Beef Short Ribs (adapted from Smitten Kitchen)
- 6 boneless beef short ribs
- 1 large onion, diced
- 1/2 c carrots, diced
- 1/2 c celery, diced
- 2 bay leaves
- 2 T balsamic vinegar
- 2 1/2 c red wine
- 7 1/2 to 8 cups beef stock
- Kosher salt
- 2-3 T Olive oil
- Remove ribs from refrigerator about an hour before you start so they come to room temperature. Season with kosher salt and pepper.
- Heat your fry pan or dutch oven on high for a few minutes to get hot. Add olive oil and let it heat up.
- Place short ribs in the pan and brown on all sides. This is where I got nervous the smoke alarms were going to go off. Apparently my new all clad pans get really hot. If yours do this too I was able to remove the pan from the heat for a while and it still browned them perfectly and I added it back with a medium-high heat.
- When the ribs are browned, this step should take at least 15 min but maybe longer, remove from pan to a plate to rest.

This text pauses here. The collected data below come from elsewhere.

//! render - Painting the particle field onto a drawing surface

use core::convert::Infallible;

use embedded_graphics::{
    pixelcolor::Rgb888,
    prelude::*,
    primitives::{PrimitiveStyle, Rectangle},
};
use log::debug;

use crate::store::ParticleStore;

/// Drawing surface the engine paints into.
///
/// Coordinates and sizes are logical units. The surface maps them onto its
/// physical buffer using the scale last passed to [`Surface::resize_buffer`].
pub trait Surface {
    fn clear(&mut self);

    fn set_fill(&mut self, color: Rgb888);

    /// Fill an axis-aligned square with its top-left corner at `(x, y)`.
    fn fill_square(&mut self, x: f32, y: f32, side: f32);

    /// Physical buffer size, requested whenever logical size or scale changes.
    fn resize_buffer(&mut self, width_px: u32, height_px: u32, scale: f32);
}

impl<S: Surface + ?Sized> Surface for &mut S {
    fn clear(&mut self) {
        (**self).clear()
    }

    fn set_fill(&mut self, color: Rgb888) {
        (**self).set_fill(color)
    }

    fn fill_square(&mut self, x: f32, y: f32, side: f32) {
        (**self).fill_square(x, y, side)
    }

    fn resize_buffer(&mut self, width_px: u32, height_px: u32, scale: f32) {
        (**self).resize_buffer(width_px, height_px, scale)
    }
}

/// Paint every particle as a square of its own size in one uniform colour.
pub fn draw<S: Surface + ?Sized>(surface: &mut S, store: &ParticleStore, color: Rgb888) {
    surface.set_fill(color);
    let (xs, ys, sizes) = (store.pos_x(), store.pos_y(), store.size());
    for i in 0..store.len() {
        surface.fill_square(xs[i], ys[i], sizes[i]);
    }
}

/// Clear the surface, then [`draw`].
pub fn render<S: Surface + ?Sized>(surface: &mut S, store: &ParticleStore, color: Rgb888) {
    surface.clear();
    draw(surface, store, color);
}

/// [`Surface`] over any `embedded-graphics` draw target.
///
/// The target's own dimensions are fixed, so buffer resizes only change the
/// logical-to-pixel scale. A target opened at a fixed display scale instead
/// snaps squares to the coarser grid of the requested buffer scale.
pub struct DrawTargetSurface<D: DrawTarget> {
    target: D,
    background: D::Color,
    fill: D::Color,
    scale: f32,
    display_scale: Option<f32>,
}

impl<D> DrawTargetSurface<D>
where
    D: DrawTarget<Error = Infallible>,
    D::Color: From<Rgb888>,
{
    pub fn new(target: D, background: Rgb888) -> Self {
        Self {
            target,
            background: background.into(),
            fill: Rgb888::WHITE.into(),
            scale: 1.0,
            display_scale: None,
        }
    }

    /// Target sized for `display_scale` pixels per logical unit.
    pub fn with_display_scale(target: D, background: Rgb888, display_scale: f32) -> Self {
        Self {
            scale: display_scale,
            display_scale: Some(display_scale),
            ..Self::new(target, background)
        }
    }

    pub fn target(&self) -> &D {
        &self.target
    }

    pub fn target_mut(&mut self) -> &mut D {
        &mut self.target
    }

    pub fn into_target(self) -> D {
        self.target
    }

    pub fn scale(&self) -> f32 {
        self.scale
    }
}

impl<D> Surface for DrawTargetSurface<D>
where
    D: DrawTarget<Error = Infallible>,
    D::Color: From<Rgb888>,
{
    fn clear(&mut self) {
        infallible(self.target.clear(self.background));
    }

    fn set_fill(&mut self, color: Rgb888) {
        self.fill = color.into();
    }

    fn fill_square(&mut self, x: f32, y: f32, side: f32) {
        let scale = self.scale;
        // Target pixels per buffer pixel.
        let cell = self.display_scale.map_or(1.0, |display| display / scale);
        // Sub-pixel flakes still cover one buffer pixel.
        let side_px = (libm::roundf(side * scale).max(1.0) * cell) as u32;
        let corner = Point::new(
            (libm::floorf(x * scale) * cell) as i32,
            (libm::floorf(y * scale) * cell) as i32,
        );
        infallible(
            Rectangle::new(corner, Size::new(side_px, side_px))
                .into_styled(PrimitiveStyle::with_fill(self.fill))
                .draw(&mut self.target),
        );
    }

    fn resize_buffer(&mut self, width_px: u32, height_px: u32, scale: f32) {
        debug!(
            "Draw target fixed at {:?}, requested {}x{} @ {:.2}",
            self.target.bounding_box().size,
            width_px,
            height_px,
            scale
        );
        self.scale = scale.max(f32::EPSILON);
    }
}

fn infallible(result: Result<(), Infallible>) {
    match result {
        Ok(()) => {}
        Err(never) => match never {},
    }
}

- Drain any excess oil from the pan. Add in onion, celery, carrots and bay leaves. Saute at medium heat and stir to scrap up any meaty remnants in the pan. Cook until just starting to get soft and caramelize.
- Add in balsamic vinegar and red wine. Turn heat up to high and reduce liquid to 1/2 or 1/3.
- Add the beef stock and bring to a boil. If you are doing this in a dutch oven, add ribs back to the pot and then cook covered in a 425 degree oven for 3 hours.
- I put my ribs in the crockpot and poured my liquid over the meat. I cooked the ribs on the high 4 hour option on the crockpot. When they were done I poked them with a knife and it gave easily to meat. I started doing this after a couple hours and wasn’t sure if it was “giving” to the meat. They should be just about ready to fall apart and you will sort of know when the knife goes in with no resistance.
- **This is where I will stop next time and finish the rest the following day** If stopping, refrigerate everything. The next day, skim all fat from the top and then bring back to a simmer in the crockpot or oven to heat everything up.
- Remove the ribs from the crockpot and place on a baking sheet. Allow to rest a few minutes. If you aren’t doing the 2 day process – allow the stock to chill so you can remove fat.
- I ended up using the sauce as is, but next time I think I will transfer it to a saucepan and boil on stovetop to reduce the sauce and make it thicker. I would also consider running it through a food processor or blender to puree the veggies in the sauce. The recipe I was following called for removing the veggies but I left them in. Definitely remove the bay leaves though.
- Before you are ready to serve, heat your oven to 400 degrees and place ribs in the oven for 10 to 15 minutes to brown. They will get dark but not crusty, or at least mine didn’t.
- Serve with mashed potatoes or whatever you desire!